I think clients have always found it difficult buying great work. I think the thing that's changed now is that more of the work we produce has a global component to it, and the people we're selling it to tend to be on the global stage, so to speak. And there are often lots of stakeholders. So I'm no longer selling just to one person, I'm selling to a group of people, and the group of people have to agree, and that makes it much harder. Yet you also have technology which allows you to do things with a very small budget.

You know, I always say that revolutions always start at the edges and work in. So you'll do something small at the edges and suddenly everybody can see it because of technology and they go - 'Wow, that's great! Why don't we do something like that?' I mean, our Johnnie Walker 'The Man Who Walked Around the World' is a wonderful example. That was originally done as just a sort of a PR film for Johnnie Walker, just explaining their history. That was the brief. They came to us and said, 'Just put a bit of film together and write a script for us about the history of Johnnie Walker so we can show it to, you know, PR people and we can use it as an instructional film about the company.' And we went, 'Wait a minute, there's a great story to be told here.' If we told the story like this, a walk - because it was all about walking - we could do something magical. And we did. And suddenly the client looked at it and went, 'Wow, this is fantastic!' And it went global. And that's what you can do today. Couldn't have done that 10 years ago.

Ad for Boddington "The cream of manchester."

You've becomes something of a celebrity in Britain, appearing on shows like Desert Island Discs and elsewhere in the media. Are we missing out on something here (in USA/Canada)?

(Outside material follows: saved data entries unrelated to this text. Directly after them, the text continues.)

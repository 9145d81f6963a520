//! Managed gRPC connections.

use parking_lot::RwLock;
use tonic::transport::Channel;
use tower::Layer;
use tracing::{debug, info};

use crate::{ChannelConfig, GrpcError, Header, HeaderLayer, HeaderService, Result};

/// One long-lived channel to an endpoint, wrapped in a [`HeaderLayer`] and
/// bound to a client stub `S`.
///
/// The stub is handed out by cloning, which shares the underlying channel, so
/// any number of concurrent calls can be multiplexed over one connection.
/// After [`close`](Self::close) no further stubs are handed out. There is no
/// retry or reconnection logic at this level.
pub struct GrpcConnection<S> {
    endpoint: String,
    headers: HeaderLayer,
    stub: RwLock<Option<S>>,
}

impl<S: Clone> GrpcConnection<S> {
    /// Create a connection whose channel connects on first use.
    ///
    /// Must be called from within a tokio runtime.
    pub fn lazy<F>(config: &ChannelConfig, headers: Vec<Header>, make_stub: F) -> Result<Self>
    where
        F: FnOnce(HeaderService<Channel>) -> S,
    {
        info!(endpoint = %config.endpoint, "Creating lazy gRPC connection");

        let layer = HeaderLayer::new(headers)?;
        let channel = config.to_endpoint()?.connect_lazy();

        Ok(Self::bind(config.endpoint.clone(), layer, channel, make_stub))
    }

    /// Create a connection and wait for the channel to be established.
    pub async fn connect<F>(config: &ChannelConfig, headers: Vec<Header>, make_stub: F) -> Result<Self>
    where
        F: FnOnce(HeaderService<Channel>) -> S,
    {
        info!(endpoint = %config.endpoint, "Connecting to gRPC server");

        let layer = HeaderLayer::new(headers)?;
        let channel = config
            .to_endpoint()?
            .connect()
            .await
            .map_err(GrpcError::Transport)?;

        debug!(endpoint = %config.endpoint, "gRPC connection established");

        Ok(Self::bind(config.endpoint.clone(), layer, channel, make_stub))
    }

    /// Create a connection over an arbitrary transport service.
    pub fn from_service<T, F>(
        endpoint: impl Into<String>,
        service: T,
        headers: Vec<Header>,
        make_stub: F,
    ) -> Result<Self>
    where
        F: FnOnce(HeaderService<T>) -> S,
    {
        let endpoint = endpoint.into();
        debug!(endpoint = %endpoint, "Creating gRPC connection over custom transport");

        let layer = HeaderLayer::new(headers)?;
        Ok(Self::bind(endpoint, layer, service, make_stub))
    }

    fn bind<T, F>(endpoint: String, layer: HeaderLayer, service: T, make_stub: F) -> Self
    where
        F: FnOnce(HeaderService<T>) -> S,
    {
        let stub = make_stub(layer.layer(service));
        Self {
            endpoint,
            headers: layer,
            stub: RwLock::new(Some(stub)),
        }
    }

    /// Get a ready-to-use stub handle.
    pub fn stub(&self) -> Result<S> {
        self.stub
            .read()
            .as_ref()
            .cloned()
            .ok_or_else(|| GrpcError::Closed(self.endpoint.clone()))
    }

    /// Release the stub and its channel.
    ///
    /// Returns `true` if this call closed the connection, `false` if it was
    /// already closed. Calls already holding a stub clone run to completion.
    pub fn close(&self) -> bool {
        let closed = self.stub.write().take().is_some();
        if closed {
            info!(endpoint = %self.endpoint, "Closed gRPC connection");
        }
        closed
    }

    /// Whether [`close`](Self::close) has been called.
    pub fn is_closed(&self) -> bool {
        self.stub.read().is_none()
    }
}

impl<S> GrpcConnection<S> {
    /// The endpoint this connection dials.
    pub fn endpoint(&self) -> &str {
        &self.endpoint
    }

    /// The header layer installed on this connection.
    pub fn headers(&self) -> &HeaderLayer {
        &self.headers
    }
}

impl<S> std::fmt::Debug for GrpcConnection<S> {
    fn fmt(&self, f: &mut std::fmt::Formatter<'_>) -> std::fmt::Result {
        f.debug_struct("GrpcConnection")
            .field("endpoint", &self.endpoint)
            .field("closed", &self.stub.read().is_none())
            .finish()
    }
}
//! Translation of every failure into an [`SdkError`].

use momento_grpc::{GrpcError, HeaderError};
use std::error::Error as StdError;
use std::time::Duration;
use tonic::{Code, Status, TimeoutExpired};
use tracing::warn;

use crate::{ErrorKind, SdkError};

/// Anything that can go wrong while executing one operation.
#[derive(Debug)]
pub enum Failure {
    /// Already translated; passes through unchanged.
    Sdk(SdkError),
    /// Returned by the transport or the service.
    Status(Status),
    /// The request deadline elapsed before a response arrived.
    DeadlineElapsed(Duration),
}

impl From<SdkError> for Failure {
    fn from(err: SdkError) -> Self {
        Self::Sdk(err)
    }
}

impl From<Status> for Failure {
    fn from(status: Status) -> Self {
        Self::Status(status)
    }
}

/// Translate a failure and record it.
///
/// Logs exactly one warning per call.
pub fn translate(operation: &str, failure: Failure) -> SdkError {
    let err = match failure {
        Failure::Sdk(err) => err,
        Failure::Status(status) => convert_status(status),
        Failure::DeadlineElapsed(deadline) => SdkError::timeout(format!(
            "{} did not complete within {}ms",
            operation,
            deadline.as_millis()
        )),
    };

    warn!(
        operation,
        kind = %err.kind(),
        error = %err.message(),
        "Operation failed"
    );
    err
}

/// Kind of error a status code maps to.
pub fn kind_for_code(code: Code) -> ErrorKind {
    match code {
        Code::AlreadyExists => ErrorKind::AlreadyExists,
        Code::NotFound => ErrorKind::NotFound,
        Code::Unauthenticated | Code::PermissionDenied => ErrorKind::Authentication,
        Code::InvalidArgument
        | Code::OutOfRange
        | Code::FailedPrecondition
        | Code::Unimplemented
        | Code::ResourceExhausted => ErrorKind::BadRequest,
        Code::DeadlineExceeded => ErrorKind::Timeout,
        _ => ErrorKind::InternalServer,
    }
}

/// Map a status to the error taxonomy.
///
/// Statuses caused by the client's own state map to
/// [`ErrorKind::ClientSdk`] regardless of code. A channel that gave up on the
/// request's `grpc-timeout` reports `Cancelled`; that maps to
/// [`ErrorKind::Timeout`].
pub fn convert_status(status: Status) -> SdkError {
    let kind = match cause(&status) {
        Some(Cause::ClientFault) => ErrorKind::ClientSdk,
        Some(Cause::DeadlineExpired) => ErrorKind::Timeout,
        None => kind_for_code(status.code()),
    };
    SdkError::from_status(kind, status)
}

/// Map a connection-layer error to the error taxonomy.
pub fn convert_grpc_error(err: GrpcError) -> SdkError {
    match err {
        GrpcError::Config(message) => SdkError::invalid_argument(message),
        err if err.is_client_fault() => SdkError::ClientSdk {
            message: err.to_string(),
            status: Some(err.into_status()),
        },
        err => SdkError::InternalServer {
            message: err.to_string(),
            status: Some(err.into_status()),
        },
    }
}

enum Cause {
    ClientFault,
    DeadlineExpired,
}

fn cause(status: &Status) -> Option<Cause> {
    let mut source = StdError::source(status);
    while let Some(err) = source {
        if err.downcast_ref::<HeaderError>().is_some() {
            return Some(Cause::ClientFault);
        }
        if err.downcast_ref::<TimeoutExpired>().is_some() {
            return Some(Cause::DeadlineExpired);
        }
        if let Some(err) = err.downcast_ref::<GrpcError>() {
            return err.is_client_fault().then_some(Cause::ClientFault);
        }
        source = err.source();
    }
    None
}

#[cfg(test)]
mod tests {
    use super::*;

    #[test]
    fn test_code_table() {
        let table = [
            (Code::AlreadyExists, ErrorKind::AlreadyExists),
            (Code::NotFound, ErrorKind::NotFound),
            (Code::Unauthenticated, ErrorKind::Authentication),
            (Code::PermissionDenied, ErrorKind::Authentication),
            (Code::InvalidArgument, ErrorKind::BadRequest),
            (Code::OutOfRange, ErrorKind::BadRequest),
            (Code::FailedPrecondition, ErrorKind::BadRequest),
            (Code::Unimplemented, ErrorKind::BadRequest),
            (Code::ResourceExhausted, ErrorKind::BadRequest),
            (Code::DeadlineExceeded, ErrorKind::Timeout),
            (Code::Internal, ErrorKind::InternalServer),
            (Code::Unavailable, ErrorKind::InternalServer),
            (Code::Unknown, ErrorKind::InternalServer),
            (Code::DataLoss, ErrorKind::InternalServer),
            (Code::Aborted, ErrorKind::InternalServer),
            (Code::Cancelled, ErrorKind::InternalServer),
        ];

        for (code, kind) in table {
            let err = convert_status(Status::new(code, "boom"));
            assert_eq!(err.kind(), kind, "{:?}", code);
            assert_eq!(err.status().map(Status::code), Some(code));
        }
    }

    #[test]
    fn test_ok_status_is_internal() {
        assert_eq!(kind_for_code(Code::Ok), ErrorKind::InternalServer);
    }

    #[test]
    fn test_sdk_errors_pass_through() {
        let err = translate(
            "Get",
            Failure::Sdk(SdkError::invalid_argument("bad cache name")),
        );
        assert_eq!(err.kind(), ErrorKind::InvalidArgument);
        assert_eq!(err.message(), "bad cache name");
    }

    #[test]
    fn test_deadline_elapsed_is_timeout() {
        let err = translate("Set", Failure::DeadlineElapsed(Duration::from_millis(5000)));
        assert_eq!(err.kind(), ErrorKind::Timeout);
        assert!(err.message().contains("5000ms"));
    }

    #[test]
    fn test_header_conflict_is_client_fault() {
        let status = Status::from_error(Box::new(HeaderError::Conflict("authorization".into())));
        assert_eq!(status.code(), Code::Unknown);

        let err = convert_status(status);
        assert_eq!(err.kind(), ErrorKind::ClientSdk);
    }

    #[test]
    fn test_channel_timeout_is_timeout() {
        let status = Status::from_error(Box::new(TimeoutExpired(())));
        assert_eq!(status.code(), Code::Cancelled);

        let err = convert_status(status);
        assert_eq!(err.kind(), ErrorKind::Timeout);
        assert_eq!(err.status().map(Status::code), Some(Code::Cancelled));
    }

    #[test]
    fn test_closed_connection_is_client_fault() {
        let status = GrpcError::Closed("cache.example.com".into()).into_status();
        assert_eq!(convert_status(status).kind(), ErrorKind::ClientSdk);
    }

    #[test]
    fn test_convert_grpc_error() {
        assert_eq!(
            convert_grpc_error(GrpcError::Config("bad uri".into())).kind(),
            ErrorKind::InvalidArgument
        );
        assert_eq!(
            convert_grpc_error(GrpcError::Closed("e".into())).kind(),
            ErrorKind::ClientSdk
        );
    }
}
// Status from tonic is inherently large; this is acceptable for error handling
#![allow(clippy::result_large_err)]

//! # Momento Wire
//!
//! Protobuf messages and gRPC client stubs for the two Momento services:
//!
//! - **`cache_client.Scs`** (data plane): `Get`, `Set`, `Delete`
//! - **`control_client.ScsControl`** (control plane): cache lifecycle and
//!   signing keys
//!
//! The messages are written by hand with `prost` derives instead of being
//! generated at build time, so building this crate does not need `protoc`.
//! Field numbers match the service's published schema.
//!
//! Data-plane requests do not carry the cache name in the message body; it
//! travels as the `cache` metadata header.

pub mod cache_client;
pub mod control_client;

pub use cache_client::{
    DeleteRequest, DeleteResponse, ECacheResult, GetRequest, GetResponse, ScsClient, SetRequest,
    SetResponse,
};
pub use control_client::{
    Cache, CreateCacheRequest, CreateCacheResponse, CreateSigningKeyRequest,
    CreateSigningKeyResponse, DeleteCacheRequest, DeleteCacheResponse, ListCachesRequest,
    ListCachesResponse, ListSigningKeysRequest, ListSigningKeysResponse, RevokeSigningKeyRequest,
    RevokeSigningKeyResponse, ScsControlClient, SigningKey,
};

/// Metadata header carrying the target cache name on data-plane calls.
pub const CACHE_HEADER: &str = "cache";

/// Length of the gRPC message frame prefix (compression flag + u32 length).
pub const FRAME_HEADER_LEN: usize = 5;

/// Wrap an encoded message in a gRPC length-prefixed frame.
///
/// Only needed by code that speaks HTTP/2 directly, such as fake transports.
pub fn encode_frame<M: prost::Message>(message: &M) -> Vec<u8> {
    let body = message.encode_to_vec();
    let mut frame = Vec::with_capacity(FRAME_HEADER_LEN + body.len());
    frame.push(0);
    frame.extend_from_slice(&(body.len() as u32).to_be_bytes());
    frame.extend_from_slice(&body);
    frame
}

/// Decode a single uncompressed gRPC frame into a message.
pub fn decode_frame<M: prost::Message + Default>(frame: &[u8]) -> Result<M, prost::DecodeError> {
    if frame.len() < FRAME_HEADER_LEN {
        return Err(prost::DecodeError::new("frame shorter than its header"));
    }
    let len = u32::from_be_bytes([frame[1], frame[2], frame[3], frame[4]]) as usize;
    let body = frame
        .get(FRAME_HEADER_LEN..FRAME_HEADER_LEN + len)
        .ok_or_else(|| prost::DecodeError::new("frame truncated"))?;
    M::decode(body)
}

#[cfg(test)]
mod tests {
    use super::*;
    use prost::Message;

    #[test]
    fn test_frame_layout() {
        let request = GetRequest {
            cache_key: prost::bytes::Bytes::from_static(b"key"),
        };
        let frame = encode_frame(&request);

        assert_eq!(frame[0], 0);
        assert_eq!(&frame[1..5], &(request.encoded_len() as u32).to_be_bytes());

        let decoded: GetRequest = decode_frame(&frame).unwrap();
        assert_eq!(decoded, request);
    }

    #[test]
    fn test_decode_frame_truncated() {
        assert!(decode_frame::<GetRequest>(&[0, 0, 0]).is_err());
        assert!(decode_frame::<GetRequest>(&[0, 0, 0, 0, 9, 1]).is_err());
    }
}
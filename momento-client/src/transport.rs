//! Transport seams between the client facades and the network.
//!
//! [`DataPlane`] and [`ControlPlane`] issue exactly one call each and report
//! raw [`Status`] failures; translation happens in the executor. The gRPC
//! implementations own one [`GrpcConnection`] apiece.

use async_trait::async_trait;
use bytes::Bytes;
use momento_grpc::{
    AGENT_HEADER, AUTHORIZATION_HEADER, BoxError, ChannelConfig, GrpcConnection, GrpcError, Header,
    HeaderService,
};
use momento_wire::{
    CACHE_HEADER, CreateCacheRequest, CreateCacheResponse, CreateSigningKeyRequest,
    CreateSigningKeyResponse, DeleteCacheRequest, DeleteCacheResponse, DeleteRequest,
    DeleteResponse, GetRequest, GetResponse, ListCachesRequest, ListCachesResponse,
    ListSigningKeysRequest, ListSigningKeysResponse, RevokeSigningKeyRequest,
    RevokeSigningKeyResponse, ScsClient, ScsControlClient, SetRequest, SetResponse,
};
use std::time::Duration;
use tonic::codegen::{Body, Service, StdError, http};
use tonic::metadata::MetadataValue;
use tonic::transport::Channel;
use tonic::{Request, Status};

/// Value of the client identification header.
pub fn agent() -> String {
    format!("rust:{}", env!("CARGO_PKG_VERSION"))
}

/// Headers every connection carries: the token on every call, the client
/// identification on the first call only.
pub fn default_headers(auth_token: &str) -> Vec<Header> {
    vec![
        Header::always(AUTHORIZATION_HEADER, auth_token),
        Header::once(AGENT_HEADER, agent()),
    ]
}

/// Item calls against the data plane.
#[async_trait]
pub trait DataPlane: Send + Sync {
    async fn get(
        &self,
        cache_name: &str,
        request: GetRequest,
        deadline: Duration,
    ) -> Result<GetResponse, Status>;

    async fn set(
        &self,
        cache_name: &str,
        request: SetRequest,
        deadline: Duration,
    ) -> Result<SetResponse, Status>;

    async fn delete(
        &self,
        cache_name: &str,
        request: DeleteRequest,
        deadline: Duration,
    ) -> Result<DeleteResponse, Status>;

    /// The endpoint calls are sent to.
    fn endpoint(&self) -> &str;

    /// Release the connection; `true` if this call released it.
    fn close(&self) -> bool;
}

/// Cache lifecycle and signing-key calls against the control plane.
#[async_trait]
pub trait ControlPlane: Send + Sync {
    async fn create_cache(
        &self,
        request: CreateCacheRequest,
        deadline: Duration,
    ) -> Result<CreateCacheResponse, Status>;

    async fn delete_cache(
        &self,
        request: DeleteCacheRequest,
        deadline: Duration,
    ) -> Result<DeleteCacheResponse, Status>;

    async fn list_caches(
        &self,
        request: ListCachesRequest,
        deadline: Duration,
    ) -> Result<ListCachesResponse, Status>;

    async fn create_signing_key(
        &self,
        request: CreateSigningKeyRequest,
        deadline: Duration,
    ) -> Result<CreateSigningKeyResponse, Status>;

    async fn revoke_signing_key(
        &self,
        request: RevokeSigningKeyRequest,
        deadline: Duration,
    ) -> Result<RevokeSigningKeyResponse, Status>;

    async fn list_signing_keys(
        &self,
        request: ListSigningKeysRequest,
        deadline: Duration,
    ) -> Result<ListSigningKeysResponse, Status>;

    fn endpoint(&self) -> &str;

    fn close(&self) -> bool;
}

fn timed<M>(message: M, deadline: Duration) -> Request<M> {
    let mut request = Request::new(message);
    request.set_timeout(deadline);
    request
}

fn scoped<M>(cache_name: &str, message: M, deadline: Duration) -> Result<Request<M>, Status> {
    let value = MetadataValue::try_from(cache_name).map_err(|_| {
        GrpcError::Metadata(format!("cache name `{}` is not valid metadata", cache_name))
            .into_status()
    })?;
    let mut request = timed(message, deadline);
    request.metadata_mut().insert(CACHE_HEADER, value);
    Ok(request)
}

/// [`DataPlane`] over a managed gRPC connection.
pub struct GrpcDataPlane<T = Channel> {
    connection: GrpcConnection<ScsClient<HeaderService<T>>>,
}

impl GrpcDataPlane<Channel> {
    /// Build over a channel that connects on first use.
    ///
    /// Must be called from within a tokio runtime.
    pub fn lazy(config: &ChannelConfig, auth_token: &str) -> Result<Self, GrpcError> {
        let connection = GrpcConnection::lazy(config, default_headers(auth_token), ScsClient::new)?;
        Ok(Self { connection })
    }

    /// Build over an established channel.
    pub async fn connect(config: &ChannelConfig, auth_token: &str) -> Result<Self, GrpcError> {
        let connection =
            GrpcConnection::connect(config, default_headers(auth_token), ScsClient::new).await?;
        Ok(Self { connection })
    }
}

impl<T, B> GrpcDataPlane<T>
where
    T: Service<http::Request<tonic::body::Body>, Response = http::Response<B>> + Clone,
    T::Error: Into<BoxError>,
    T::Future: Send + 'static,
    B: Body<Data = Bytes> + Send + 'static,
    B::Error: Into<StdError> + Send,
{
    /// Build over an arbitrary HTTP/2 transport service.
    pub fn from_service(
        endpoint: impl Into<String>,
        service: T,
        headers: Vec<Header>,
    ) -> Result<Self, GrpcError> {
        let connection = GrpcConnection::from_service(endpoint, service, headers, ScsClient::new)?;
        Ok(Self { connection })
    }

    /// The managed connection.
    pub fn connection(&self) -> &GrpcConnection<ScsClient<HeaderService<T>>> {
        &self.connection
    }
}

#[async_trait]
impl<T, B> DataPlane for GrpcDataPlane<T>
where
    T: Service<http::Request<tonic::body::Body>, Response = http::Response<B>>
        + Clone
        + Send
        + Sync
        + 'static,
    T::Error: Into<BoxError>,
    T::Future: Send + 'static,
    B: Body<Data = Bytes> + Send + 'static,
    B::Error: Into<StdError> + Send,
{
    async fn get(
        &self,
        cache_name: &str,
        request: GetRequest,
        deadline: Duration,
    ) -> Result<GetResponse, Status> {
        let request = scoped(cache_name, request, deadline)?;
        let mut stub = self.connection.stub()?;
        Ok(stub.get(request).await?.into_inner())
    }

    async fn set(
        &self,
        cache_name: &str,
        request: SetRequest,
        deadline: Duration,
    ) -> Result<SetResponse, Status> {
        let request = scoped(cache_name, request, deadline)?;
        let mut stub = self.connection.stub()?;
        Ok(stub.set(request).await?.into_inner())
    }

    async fn delete(
        &self,
        cache_name: &str,
        request: DeleteRequest,
        deadline: Duration,
    ) -> Result<DeleteResponse, Status> {
        let request = scoped(cache_name, request, deadline)?;
        let mut stub = self.connection.stub()?;
        Ok(stub.delete(request).await?.into_inner())
    }

    fn endpoint(&self) -> &str {
        self.connection.endpoint()
    }

    fn close(&self) -> bool {
        self.connection.close()
    }
}

/// [`ControlPlane`] over a managed gRPC connection.
pub struct GrpcControlPlane<T = Channel> {
    connection: GrpcConnection<ScsControlClient<HeaderService<T>>>,
}

impl GrpcControlPlane<Channel> {
    /// Build over a channel that connects on first use.
    ///
    /// Must be called from within a tokio runtime.
    pub fn lazy(config: &ChannelConfig, auth_token: &str) -> Result<Self, GrpcError> {
        let connection =
            GrpcConnection::lazy(config, default_headers(auth_token), ScsControlClient::new)?;
        Ok(Self { connection })
    }

    /// Build over an established channel.
    pub async fn connect(config: &ChannelConfig, auth_token: &str) -> Result<Self, GrpcError> {
        let connection =
            GrpcConnection::connect(config, default_headers(auth_token), ScsControlClient::new)
                .await?;
        Ok(Self { connection })
    }
}

impl<T, B> GrpcControlPlane<T>
where
    T: Service<http::Request<tonic::body::Body>, Response = http::Response<B>> + Clone,
    T::Error: Into<BoxError>,
    T::Future: Send + 'static,
    B: Body<Data = Bytes> + Send + 'static,
    B::Error: Into<StdError> + Send,
{
    /// Build over an arbitrary HTTP/2 transport service.
    pub fn from_service(
        endpoint: impl Into<String>,
        service: T,
        headers: Vec<Header>,
    ) -> Result<Self, GrpcError> {
        let connection =
            GrpcConnection::from_service(endpoint, service, headers, ScsControlClient::new)?;
        Ok(Self { connection })
    }

    /// The managed connection.
    pub fn connection(&self) -> &GrpcConnection<ScsControlClient<HeaderService<T>>> {
        &self.connection
    }
}

#[async_trait]
impl<T, B> ControlPlane for GrpcControlPlane<T>
where
    T: Service<http::Request<tonic::body::Body>, Response = http::Response<B>>
        + Clone
        + Send
        + Sync
        + 'static,
    T::Error: Into<BoxError>,
    T::Future: Send + 'static,
    B: Body<Data = Bytes> + Send + 'static,
    B::Error: Into<StdError> + Send,
{
    async fn create_cache(
        &self,
        request: CreateCacheRequest,
        deadline: Duration,
    ) -> Result<CreateCacheResponse, Status> {
        let mut stub = self.connection.stub()?;
        Ok(stub.create_cache(timed(request, deadline)).await?.into_inner())
    }

    async fn delete_cache(
        &self,
        request: DeleteCacheRequest,
        deadline: Duration,
    ) -> Result<DeleteCacheResponse, Status> {
        let mut stub = self.connection.stub()?;
        Ok(stub.delete_cache(timed(request, deadline)).await?.into_inner())
    }

    async fn list_caches(
        &self,
        request: ListCachesRequest,
        deadline: Duration,
    ) -> Result<ListCachesResponse, Status> {
        let mut stub = self.connection.stub()?;
        Ok(stub.list_caches(timed(request, deadline)).await?.into_inner())
    }

    async fn create_signing_key(
        &self,
        request: CreateSigningKeyRequest,
        deadline: Duration,
    ) -> Result<CreateSigningKeyResponse, Status> {
        let mut stub = self.connection.stub()?;
        Ok(stub
            .create_signing_key(timed(request, deadline))
            .await?
            .into_inner())
    }

    async fn revoke_signing_key(
        &self,
        request: RevokeSigningKeyRequest,
        deadline: Duration,
    ) -> Result<RevokeSigningKeyResponse, Status> {
        let mut stub = self.connection.stub()?;
        Ok(stub
            .revoke_signing_key(timed(request, deadline))
            .await?
            .into_inner())
    }

    async fn list_signing_keys(
        &self,
        request: ListSigningKeysRequest,
        deadline: Duration,
    ) -> Result<ListSigningKeysResponse, Status> {
        let mut stub = self.connection.stub()?;
        Ok(stub
            .list_signing_keys(timed(request, deadline))
            .await?
            .into_inner())
    }

    fn endpoint(&self) -> &str {
        self.connection.endpoint()
    }

    fn close(&self) -> bool {
        self.connection.close()
    }
}

#[cfg(test)]
mod tests {
    use super::*;
    use momento_grpc::HeaderScope;

    #[test]
    fn test_default_headers() {
        let headers = default_headers("token");

        assert_eq!(headers[0].name(), AUTHORIZATION_HEADER);
        assert_eq!(headers[0].value(), "token");
        assert_eq!(headers[0].scope(), HeaderScope::Always);

        assert_eq!(headers[1].name(), AGENT_HEADER);
        assert!(headers[1].value().starts_with("rust:"));
        assert_eq!(headers[1].scope(), HeaderScope::Once);
    }

    #[test]
    fn test_scoped_request_carries_cache_and_deadline() {
        let request = scoped("my-cache", (), Duration::from_millis(1500)).unwrap();

        assert_eq!(request.metadata().get(CACHE_HEADER).unwrap(), "my-cache");
        assert_eq!(request.metadata().get("grpc-timeout").unwrap(), "1500000u");
    }

    #[test]
    fn test_scoped_request_rejects_bad_metadata() {
        let status = scoped("bad\nname", (), Duration::from_secs(1)).unwrap_err();
        assert!(std::error::Error::source(&status).is_some());
    }
}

When I went to the States and we opened up BBH in New York, I was quite shocked in a way to find the advertising industry and people in it were quite lowly regarded by industry at large and the public at large. I thought that was a shame, and I thought maybe it's just because there's so much of the stuff and it just gets in your face, and so much of it is not good. But it's just like every other creative industry - I always say that 95 per cent of advertising is crap. But I think that's the same with television, I think that's the same with movies, I think it's the same in virtually every other creative industry. Our problem is we jam it in front of people's faces, so there's a greater responsibility on us to make it better.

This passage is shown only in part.